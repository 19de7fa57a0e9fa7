//! Partition executor
//!
//! Invoked once per partition by the parallel-map substrate. Acquires the
//! worker's model (loading it on first use) and runs the generation engine
//! over the partition's prompt column.

use crate::generation::GenerationEngine;
use crate::model::ModelResource;
use std::sync::Arc;
use std::time::Instant;
use swefix_common::{Completion, GenerationConfig, LatencyTimer, Result, METRICS};
use tracing::debug;

/// Drives generation for one partition at a time
#[derive(Clone)]
pub struct PartitionExecutor<'a> {
    resource: &'a ModelResource,
    config: Arc<GenerationConfig>,
}

impl<'a> PartitionExecutor<'a> {
    pub fn new(resource: &'a ModelResource, config: Arc<GenerationConfig>) -> Self {
        Self { resource, config }
    }

    /// Produce the completion column for one partition
    ///
    /// Returns one completion per prompt, in order. Fails only if the model
    /// cannot be loaded; row failures are carried inside the column.
    pub fn execute(&self, partition: usize, prompts: &[Option<&str>]) -> Result<Vec<Completion>> {
        if prompts.is_empty() {
            debug!("Partition {} is empty, nothing to generate", partition);
            return Ok(Vec::new());
        }

        let start = Instant::now();
        let handle = self.resource.acquire(&self.config)?;

        debug!("Partition {}: generating {} rows", partition, prompts.len());

        let engine = GenerationEngine::new(&handle, &self.config);
        let completions = METRICS
            .worker
            .partition_duration
            .time(|| engine.generate_many(prompts));

        METRICS.worker.partitions_total.inc();
        METRICS.worker.partition_size.observe(prompts.len() as f64);

        debug!(
            "Partition {}: {} rows done in {:?}",
            partition,
            completions.len(),
            start.elapsed()
        );

        Ok(completions)
    }
}
//! Metrics collection for SweFix
//!
//! This module provides Prometheus metrics for observability.
//! Row-level metrics are updated once per prompt, never per token.

use crate::error::{Result, SwefixError};
use lazy_static::lazy_static;
use prometheus::{Histogram, HistogramOpts, IntCounter, Registry};
use std::sync::Arc;

/// Metrics registry for SweFix
#[derive(Debug, Clone)]
pub struct MetricsRegistry {
    pub registry: Arc<Registry>,
    pub inference: InferenceMetrics,
    pub worker: WorkerMetrics,
    pub job: JobMetrics,
}

/// Per-row inference metrics
#[derive(Debug, Clone)]
pub struct InferenceMetrics {
    /// Rows handed to the generation engine
    pub rows_total: IntCounter,

    /// Rows that produced a cleaned completion
    pub rows_succeeded: IntCounter,

    /// Rows that produced an error marker
    pub rows_failed: IntCounter,

    /// Rows with an absent prompt
    pub rows_skipped: IntCounter,

    /// Per-row generation duration
    pub generation_duration: Histogram,

    /// Tokens generated total
    pub tokens_generated_total: IntCounter,
}

/// Worker-specific metrics
#[derive(Debug, Clone)]
pub struct WorkerMetrics {
    /// Model constructions (expected: one per process)
    pub model_loads_total: IntCounter,

    /// Model construction duration
    pub model_load_duration: Histogram,

    /// Partitions executed
    pub partitions_total: IntCounter,

    /// Partition execution duration
    pub partition_duration: Histogram,

    /// Partition size distribution
    pub partition_size: Histogram,
}

/// Job-level metrics
#[derive(Debug, Clone)]
pub struct JobMetrics {
    /// Tasks read from the dataset
    pub tasks_loaded_total: IntCounter,

    /// Tasks dropped for lack of a problem statement
    pub tasks_dropped_total: IntCounter,

    /// Records persisted by the result sink
    pub records_written_total: IntCounter,

    /// Failed result writes
    pub write_failures_total: IntCounter,
}

lazy_static! {
    /// Global metrics registry instance
    pub static ref METRICS: MetricsRegistry = MetricsRegistry::new();
}

fn counter(registry: &Registry, name: &str, help: &str) -> IntCounter {
    let counter = IntCounter::new(name, help).expect("valid counter definition");
    registry
        .register(Box::new(counter.clone()))
        .expect("counter registered once");
    counter
}

fn histogram(registry: &Registry, name: &str, help: &str, buckets: Vec<f64>) -> Histogram {
    let histogram = Histogram::with_opts(HistogramOpts::new(name, help).buckets(buckets))
        .expect("valid histogram definition");
    registry
        .register(Box::new(histogram.clone()))
        .expect("histogram registered once");
    histogram
}

impl MetricsRegistry {
    /// Create a new metrics registry
    pub fn new() -> Self {
        let registry = Arc::new(Registry::new());

        let inference = InferenceMetrics {
            rows_total: counter(
                &registry,
                "inference_rows_total",
                "Total number of rows handed to the generation engine",
            ),
            rows_succeeded: counter(
                &registry,
                "inference_rows_succeeded_total",
                "Total number of rows with a cleaned completion",
            ),
            rows_failed: counter(
                &registry,
                "inference_rows_failed_total",
                "Total number of rows that produced an error marker",
            ),
            rows_skipped: counter(
                &registry,
                "inference_rows_skipped_total",
                "Total number of rows with an absent prompt",
            ),
            generation_duration: histogram(
                &registry,
                "inference_generation_duration_seconds",
                "Per-row generation duration in seconds",
                vec![0.1, 0.5, 1.0, 2.5, 5.0, 10.0, 30.0, 60.0, 120.0, 300.0, 600.0],
            ),
            tokens_generated_total: counter(
                &registry,
                "inference_tokens_generated_total",
                "Total number of tokens generated",
            ),
        };

        let worker = WorkerMetrics {
            model_loads_total: counter(
                &registry,
                "worker_model_loads_total",
                "Total number of model constructions",
            ),
            model_load_duration: histogram(
                &registry,
                "worker_model_load_duration_seconds",
                "Model construction duration in seconds",
                vec![1.0, 5.0, 10.0, 30.0, 60.0, 120.0, 300.0],
            ),
            partitions_total: counter(
                &registry,
                "worker_partitions_total",
                "Total number of partitions executed",
            ),
            partition_duration: histogram(
                &registry,
                "worker_partition_duration_seconds",
                "Partition execution duration in seconds",
                vec![1.0, 10.0, 60.0, 300.0, 900.0, 1800.0, 3600.0, 7200.0],
            ),
            partition_size: histogram(
                &registry,
                "worker_partition_size",
                "Partition size distribution",
                vec![1.0, 10.0, 50.0, 100.0, 500.0, 1000.0, 5000.0],
            ),
        };

        let job = JobMetrics {
            tasks_loaded_total: counter(
                &registry,
                "job_tasks_loaded_total",
                "Total number of tasks read from the dataset",
            ),
            tasks_dropped_total: counter(
                &registry,
                "job_tasks_dropped_total",
                "Total number of tasks dropped before generation",
            ),
            records_written_total: counter(
                &registry,
                "job_records_written_total",
                "Total number of records persisted",
            ),
            write_failures_total: counter(
                &registry,
                "job_write_failures_total",
                "Total number of failed result writes",
            ),
        };

        MetricsRegistry {
            registry,
            inference,
            worker,
            job,
        }
    }

    /// Gather all metrics as text
    pub fn gather(&self) -> Result<String> {
        use prometheus::Encoder;
        let encoder = prometheus::TextEncoder::new();
        let metric_families = self.registry.gather();
        let mut buffer = Vec::new();
        encoder
            .encode(&metric_families, &mut buffer)
            .map_err(|e| SwefixError::internal(format!("Failed to encode metrics: {}", e)))?;
        String::from_utf8(buffer)
            .map_err(|e| SwefixError::internal(format!("Metrics are not UTF-8: {}", e)))
    }
}

impl Default for MetricsRegistry {
    fn default() -> Self {
        Self::new()
    }
}

/// Helper trait for measuring latency
pub trait LatencyTimer {
    /// Run a closure and record its duration
    fn time<F, R>(&self, f: F) -> R
    where
        F: FnOnce() -> R;
}

impl LatencyTimer for Histogram {
    fn time<F, R>(&self, f: F) -> R
    where
        F: FnOnce() -> R,
    {
        let start = std::time::Instant::now();
        let result = f();
        self.observe(start.elapsed().as_secs_f64());
        result
    }
}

========

**Required work**
Keeping every line exactly as it is, copy all the records.

**Result of the exercise**
repository 19de7fa57a0e9fa7
//! Partition executor
//!
//! Invoked once per partition by the parallel-map substrate. Acquires the
//! worker's model (loading it on first use) and runs the generation engine
//! over the partition's prompt column.

use crate::generation::GenerationEngine;
use crate::model::ModelResource;
use std::sync::Arc;
use std::time::Instant;
use swefix_common::{Completion, GenerationConfig, LatencyTimer, Result, METRICS};
use tracing::debug;

/// Drives generation for one partition at a time
#[derive(Clone)]
pub struct PartitionExecutor<'a> {
    resource: &'a ModelResource,
    config: Arc<GenerationConfig>,
}

impl<'a> PartitionExecutor<'a> {
    pub fn new(resource: &'a ModelResource, config: Arc<GenerationConfig>) -> Self {
        Self { resource, config }
    }

    /// Produce the completion column for one partition
    ///
    /// Returns one completion per prompt, in order. Fails only if the model
    /// cannot be loaded; row failures are carried inside the column.
    pub fn execute(&self, partition: usize, prompts: &[Option<&str>]) -> Result<Vec<Completion>> {
        if prompts.is_empty() {
            debug!("Partition {} is empty, nothing to generate", partition);
            return Ok(Vec::new());
        }

        let start = Instant::now();
        let handle = self.resource.acquire(&self.config)?;

        debug!("Partition {}: generating {} rows", partition, prompts.len());

        let engine = GenerationEngine::new(&handle, &self.config);
        let completions = METRICS
            .worker
            .partition_duration
            .time(|| engine.generate_many(prompts));

        METRICS.worker.partitions_total.inc();
        METRICS.worker.partition_size.observe(prompts.len() as f64);

        debug!(
            "Partition {}: {} rows done in {:?}",
            partition,
            completions.len(),
            start.elapsed()
        );

        Ok(completions)
    }
}
//! Metrics collection for SweFix
//!
//! This module provides Prometheus metrics for observability.
//! Row-level metrics are updated once per prompt, never per token.

use crate::error::{Result, SwefixError};
use lazy_static::lazy_static;
use prometheus::{Histogram, HistogramOpts, IntCounter, Registry};
use std::sync::Arc;

/// Metrics registry for SweFix
#[derive(Debug, Clone)]
pub struct MetricsRegistry {
    pub registry: Arc<Registry>,
    pub inference: InferenceMetrics,
    pub worker: WorkerMetrics,
    pub job: JobMetrics,
}

/// Per-row inference metrics
#[derive(Debug, Clone)]
pub struct InferenceMetrics {
    /// Rows handed to the generation engine
    pub rows_total: IntCounter,

    /// Rows that produced a cleaned completion
    pub rows_succeeded: IntCounter,

    /// Rows that produced an error marker
    pub rows_failed: IntCounter,

    /// Rows with an absent prompt
    pub rows_skipped: IntCounter,

    /// Per-row generation duration
    pub generation_duration: Histogram,

    /// Tokens generated total
    pub tokens_generated_total: IntCounter,
}

/// Worker-specific metrics
#[derive(Debug, Clone)]
pub struct WorkerMetrics {
    /// Model constructions (expected: one per process)
    pub model_loads_total: IntCounter,

    /// Model construction duration
    pub model_load_duration: Histogram,

    /// Partitions executed
    pub partitions_total: IntCounter,

    /// Partition execution duration
    pub partition_duration: Histogram,

    /// Partition size distribution
    pub partition_size: Histogram,
}

/// Job-level metrics
#[derive(Debug, Clone)]
pub struct JobMetrics {
    /// Tasks read from the dataset
    pub tasks_loaded_total: IntCounter,

    /// Tasks dropped for lack of a problem statement
    pub tasks_dropped_total: IntCounter,

    /// Records persisted by the result sink
    pub records_written_total: IntCounter,

    /// Failed result writes
    pub write_failures_total: IntCounter,
}

lazy_static! {
    /// Global metrics registry instance
    pub static ref METRICS: MetricsRegistry = MetricsRegistry::new();
}

fn counter(registry: &Registry, name: &str, help: &str) -> IntCounter {
    let counter = IntCounter::new(name, help).expect("valid counter definition");
    registry
        .register(Box::new(counter.clone()))
        .expect("counter registered once");
    counter
}

fn histogram(registry: &Registry, name: &str, help: &str, buckets: Vec<f64>) -> Histogram {
    let histogram = Histogram::with_opts(HistogramOpts::new(name, help).buckets(buckets))
        .expect("valid histogram definition");
    registry
        .register(Box::new(histogram.clone()))
        .expect("histogram registered once");
    histogram
}

impl MetricsRegistry {
    /// Create a new metrics registry
    pub fn new() -> Self {
        let registry = Arc::new(Registry::new());

        let inference = InferenceMetrics {
            rows_total: counter(
                &registry,
                "inference_rows_total",
                "Total number of rows handed to the generation engine",
            ),
            rows_succeeded: counter(
                &registry,
                "inference_rows_succeeded_total",
                "Total number of rows with a cleaned completion",
            ),
            rows_failed: counter(
                &registry,
                "inference_rows_failed_total",
                "Total number of rows that produced an error marker",
            ),
            rows_skipped: counter(
                &registry,
                "inference_rows_skipped_total",
                "Total number of rows with an absent prompt",
            ),
            generation_duration: histogram(
                &registry,
                "inference_generation_duration_seconds",
                "Per-row generation duration in seconds",
                vec![0.1, 0.5, 1.0, 2.5, 5.0, 10.0, 30.0, 60.0, 120.0, 300.0, 600.0],
            ),
            tokens_generated_total: counter(
                &registry,
                "inference_tokens_generated_total",
                "Total number of tokens generated",
            ),
        };

        let worker = WorkerMetrics {
            model_loads_total: counter(
                &registry,
                "worker_model_loads_total",
                "Total number of model constructions",
            ),
            model_load_duration: histogram(
                &registry,
                "worker_model_load_duration_seconds",
                "Model construction duration in seconds",
                vec![1.0, 5.0, 10.0, 30.0, 60.0, 120.0, 300.0],
            ),
            partitions_total: counter(
                &registry,
                "worker_partitions_total",
                "Total number of partitions executed",
            ),
            partition_duration: histogram(
                &registry,
                "worker_partition_duration_seconds",
                "Partition execution duration in seconds",
                vec![1.0, 10.0, 60.0, 300.0, 900.0, 1800.0, 3600.0, 7200.0],
            ),
            partition_size: histogram(
                &registry,
                "worker_partition_size",
                "Partition size distribution",
                vec![1.0, 10.0, 50.0, 100.0, 500.0, 1000.0, 5000.0],
            ),
        };

        let job = JobMetrics {
            tasks_loaded_total: counter(
                &registry,
                "job_tasks_loaded_total",
                "Total number of tasks read from the dataset",
            ),
            tasks_dropped_total: counter(
                &registry,
                "job_tasks_dropped_total",
                "Total number of tasks dropped before generation",
            ),
            records_written_total: counter(
                &registry,
                "job_records_written_total",
                "Total number of records persisted",
            ),
            write_failures_total: counter(
                &registry,
                "job_write_failures_total",
                "Total number of failed result writes",
            ),
        };

        MetricsRegistry {
            registry,
            inference,
            worker,
            job,
        }
    }

    /// Gather all metrics as text
    pub fn gather(&self) -> Result<String> {
        use prometheus::Encoder;
        let encoder = prometheus::TextEncoder::new();
        let metric_families = self.registry.gather();
        let mut buffer = Vec::new();
        encoder
            .encode(&metric_families, &mut buffer)
            .map_err(|e| SwefixError::internal(format!("Failed to encode metrics: {}", e)))?;
        String::from_utf8(buffer)
            .map_err(|e| SwefixError::internal(format!("Metrics are not UTF-8: {}", e)))
    }
}

impl Default for MetricsRegistry {
    fn default() -> Self {
        Self::new()
    }
}

/// Helper trait for measuring latency
pub trait LatencyTimer {
    /// Run a closure and record its duration
    fn time<F, R>(&self, f: F) -> R
    where
        F: FnOnce() -> R;
}

impl LatencyTimer for Histogram {
    fn time<F, R>(&self, f: F) -> R
    where
        F: FnOnce() -> R,
    {
        let start = std::time::Instant::now();
        let result = f();
        self.observe(start.elapsed().as_secs_f64());
        result
    }
}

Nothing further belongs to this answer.